2. Persistent or constant vaginal cornification (or vaginal estrus) may result from one or several effects. Typically, in the adult, if the vaginal epithelium becomes cornified and remains so in response to toxicant exposure, it is the result of the agent’s estrogenic properties (i.e., DES or methoxychlor), or the ability of the agent to block ovulation. In the latter case, the follicle persists and endogenous estrogen levels bring about the persistent vaginal cornification. Histologically, the ovaries in persistent estrus will be atrophied following exposure to estrogenic substances. In contrast, the ovaries of females in which ovulation has been blocked because of altered gonadotropin secretion will contain several large follicles and no corpora lutea. Females in constant estrus may be sexually receptive regardless of the mechanism responsible for this altered ovarian condition. However, if ovulation has been blocked by the treatment, an LH surge may be induced by mating (Brown-Grant et al., 1973; Smith, E.R. and Davidson, 1974) and a pregnancy or pseudopregnancy may ensue. The fertility of such matings is reduced (Cooper et al., 1994).
3. Significant delays in ovulation can result in increased embryonic abnormalities and pregnancy loss (Fugo and Butcher, 1966; Cooper et al., 1994).
4. Persistent diestrus indicates temporary or permanent cessation of follicular development and ovulation, and thus at least temporary infertility.
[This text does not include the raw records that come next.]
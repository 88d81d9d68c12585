use lane_image::{ImageError, PixelGrid, decode_image, encode_png};

#[test]
fn test_png_keeps_overlay_pixels() {
    let mut data = vec![0u8; 4 * 2 * 4];
    data[4..8].copy_from_slice(&[0, 255, 0, 255]);
    let overlay = PixelGrid::new(4, 2, 4, data).unwrap();

    let png = encode_png(&overlay).unwrap();
    assert_eq!(&png[1..4], b"PNG");

    // decode_image returns RGB, so the transparent pixels come back black
    let decoded = decode_image(&png).unwrap();
    assert_eq!((decoded.width(), decoded.height(), decoded.channels()), (4, 2, 3));
    assert_eq!(decoded.pixel(1, 0), &[0, 255, 0]);
    assert_eq!(decoded.pixel(0, 0), &[0, 0, 0]);
}

#[test]
fn test_decode_garbage_fails() {
    let result = decode_image(&[0x00, 0x01, 0x02, 0x03]);
    assert!(matches!(result, Err(ImageError::Decode(_))));
}

#[test]
fn test_encode_empty_fails() {
    let empty = PixelGrid::new(0, 0, 3, vec![]).unwrap();
    assert!(encode_png(&empty).is_err());
}
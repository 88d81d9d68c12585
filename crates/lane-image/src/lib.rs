//! Pixel buffers for the lane pipeline.
//!
//! Every image is a [`PixelGrid`]: an 8-bit HWC tensor `[height, width, channels]`
//! with 3 (RGB) or 4 (RGBA) channels. This crate converts camera-native layouts
//! into grids, rotates them upright, resizes them, and decodes or encodes them
//! through the `image` crate.

pub mod codec;
pub mod convert;
pub mod error;
pub mod frame;
pub mod pixelgrid;
pub mod resize;

pub use codec::{decode_image, encode_png};
pub use convert::{nv21_to_rgb, yuyv_to_rgb};
pub use error::ImageError;
pub use frame::{CameraFrame, Rotation, rotate};
pub use pixelgrid::PixelGrid;
pub use resize::resize_bilinear;
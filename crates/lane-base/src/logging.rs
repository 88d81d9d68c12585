use log::{LevelFilter, Log, Metadata, Record};
use std::fs::{self, File, OpenOptions};
use std::io::Write;
use std::path::PathBuf;
use std::sync::Mutex;
use std::time::{SystemTime, UNIX_EPOCH};

/// Where log lines go.
pub enum LogTarget {
    Stdout,
    /// One `YYYY-MM-DD.log` file per day inside the given directory.
    Daily(Mutex<DailyFile>),
}

pub struct DailyFile {
    dir: PathBuf,
    date: String,
    file: File,
}

impl DailyFile {
    pub fn open(dir: impl Into<PathBuf>) -> std::io::Result<Self> {
        let dir = dir.into();
        fs::create_dir_all(&dir)?;
        let date = format_date(unix_secs());
        let file = open_append(&dir, &date)?;
        Ok(Self { dir, date, file })
    }

    fn write_line(&mut self, line: &str) {
        let today = format_date(unix_secs());
        if today != self.date {
            match open_append(&self.dir, &today) {
                Ok(file) => {
                    self.file = file;
                    self.date = today;
                }
                Err(e) => eprintln!("cannot roll log over to {today}: {e}"),
            }
        }
        if let Err(e) = self.file.write_all(line.as_bytes()) {
            eprintln!("cannot write log file: {e}");
            eprint!("{line}");
        }
    }
}

fn open_append(dir: &std::path::Path, date: &str) -> std::io::Result<File> {
    OpenOptions::new()
        .create(true)
        .append(true)
        .open(dir.join(format!("{date}.log")))
}

/// `log` backend for the lane pipeline.
pub struct LaneLogger {
    level: LevelFilter,
    target: LogTarget,
}

impl LaneLogger {
    pub fn stdout(level: LevelFilter) -> Self {
        Self {
            level,
            target: LogTarget::Stdout,
        }
    }

    pub fn daily(dir: impl Into<PathBuf>, level: LevelFilter) -> std::io::Result<Self> {
        Ok(Self {
            level,
            target: LogTarget::Daily(Mutex::new(DailyFile::open(dir)?)),
        })
    }

    pub fn level(&self) -> LevelFilter {
        self.level
    }
}

impl Log for LaneLogger {
    fn enabled(&self, metadata: &Metadata) -> bool {
        metadata.level() <= self.level
    }

    fn log(&self, record: &Record) {
        if !self.enabled(record.metadata()) {
            return;
        }
        let line = format_record(record);
        match &self.target {
            LogTarget::Stdout => print!("{line}"),
            LogTarget::Daily(daily) => daily
                .lock()
                .unwrap_or_else(|e| e.into_inner())
                .write_line(&line),
        }
    }

    fn flush(&self) {
        match &self.target {
            LogTarget::Stdout => {
                std::io::stdout().flush().ok();
            }
            LogTarget::Daily(daily) => {
                daily
                    .lock()
                    .unwrap_or_else(|e| e.into_inner())
                    .file
                    .flush()
                    .ok();
            }
        }
    }
}

/// `2026-01-31T08:15:02.123 [WARN] [ThreadId(3)] src/pipeline.rs:88 - message\n`
pub fn format_record(record: &Record) -> String {
    format!(
        "{} [{}] [{:?}] {}:{} - {}\n",
        format_timestamp(),
        record.level(),
        std::thread::current().id(),
        record.file().unwrap_or("unknown"),
        record.line().unwrap_or(0),
        record.args()
    )
}

fn unix_secs() -> u64 {
    SystemTime::now()
        .duration_since(UNIX_EPOCH)
        .map(|d| d.as_secs())
        .unwrap_or(0)
}

/// Current UTC time as `YYYY-MM-DDTHH:MM:SS.mmm`.
pub fn format_timestamp() -> String {
    let now = SystemTime::now()
        .duration_since(UNIX_EPOCH)
        .unwrap_or_default();
    let secs = now.as_secs();
    let of_day = secs % 86_400;
    format!(
        "{}T{:02}:{:02}:{:02}.{:03}",
        format_date(secs),
        of_day / 3600,
        (of_day % 3600) / 60,
        of_day % 60,
        now.subsec_millis()
    )
}

/// UTC calendar date of a unix timestamp as `YYYY-MM-DD`.
pub fn format_date(unix_secs: u64) -> String {
    let (year, month, day) = civil_from_days((unix_secs / 86_400) as i64);
    format!("{year:04}-{month:02}-{day:02}")
}

// Howard Hinnant's days-to-civil conversion.
fn civil_from_days(days: i64) -> (i64, u32, u32) {
    let z = days + 719_468;
    let era = z.div_euclid(146_097);
    let doe = z.rem_euclid(146_097) as u32;
    let yoe = (doe - doe / 1460 + doe / 36_524 - doe / 146_096) / 365;
    let doy = doe - (365 * yoe + yoe / 4 - yoe / 100);
    let mp = (5 * doy + 2) / 153;
    let day = doy - (153 * mp + 2) / 5 + 1;
    let month = if mp < 10 { mp + 3 } else { mp - 9 };
    let year = yoe as i64 + era * 400 + i64::from(month <= 2);
    (year, month, day)
}

fn install(logger: LaneLogger) {
    let level = logger.level();
    // only the first installation in a process wins; a rejected logger stays leaked
    if log::set_logger(Box::leak(Box::new(logger))).is_ok() {
        log::set_max_level(level);
    }
}

/// Route `log` records to stdout. Later calls in the same process are ignored.
pub fn init_stdout_logger(level: LevelFilter) {
    install(LaneLogger::stdout(level));
}

/// Route `log` records to daily files in `dir`.
pub fn init_file_logger(dir: impl Into<PathBuf>, level: LevelFilter) -> std::io::Result<()> {
    install(LaneLogger::daily(dir, level)?);
    Ok(())
}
5. Prolonged vaginal diestrus, or anestrus, may be indicative of agents (e.g., polyaromatic hydrocarbons) that interfere with follicular development or deplete the pool of primordial follicles (Mattison and Nightingale, 1980) or agents such as atrazine that interrupt gonadotropin support of the ovary (Cooper et al., 1996). Pseudopregnancy is another altered endocrine state reflected by persistent diestrus. The ovaries of anestrous females are atrophic, with few primary follicles and an unstimulated uterus (Huang and Meites, 1975). Serum estradiol and progesterone are abnormally low.
6. Lengthening of the cycle may be a result of increased duration of either estrus or diestrus.
Evidence Collection Strategy
Evidence Supporting this KER
In females, normal reproductive function involves the appropriate interaction of central nervous system, anterior pituitary, oviducts, uterus, cervix and ovaries. During the reproductive years the ovary is the central organ in this axis. The functional unit within the ovary is the follicle which is composed of theca; granulosa cells and the oocyte. The somatic compartment synthesizes and secrets hormones (steroids and growth factors) necessary for the orchestration of the inter-relationship between the other parts of the reproductive tract and the central nervous system. Oestrus cycle is under strict hormonal control, therefore perturbations of hormonal balance lead to perturbations of normal cyclicity (change in number of cycles or duration of each phase) and/or ovulation problems leading to impaired female reproductive function. However, there are other mechanisms that might result in impaired fertility (e.g cellular maturation in ovary).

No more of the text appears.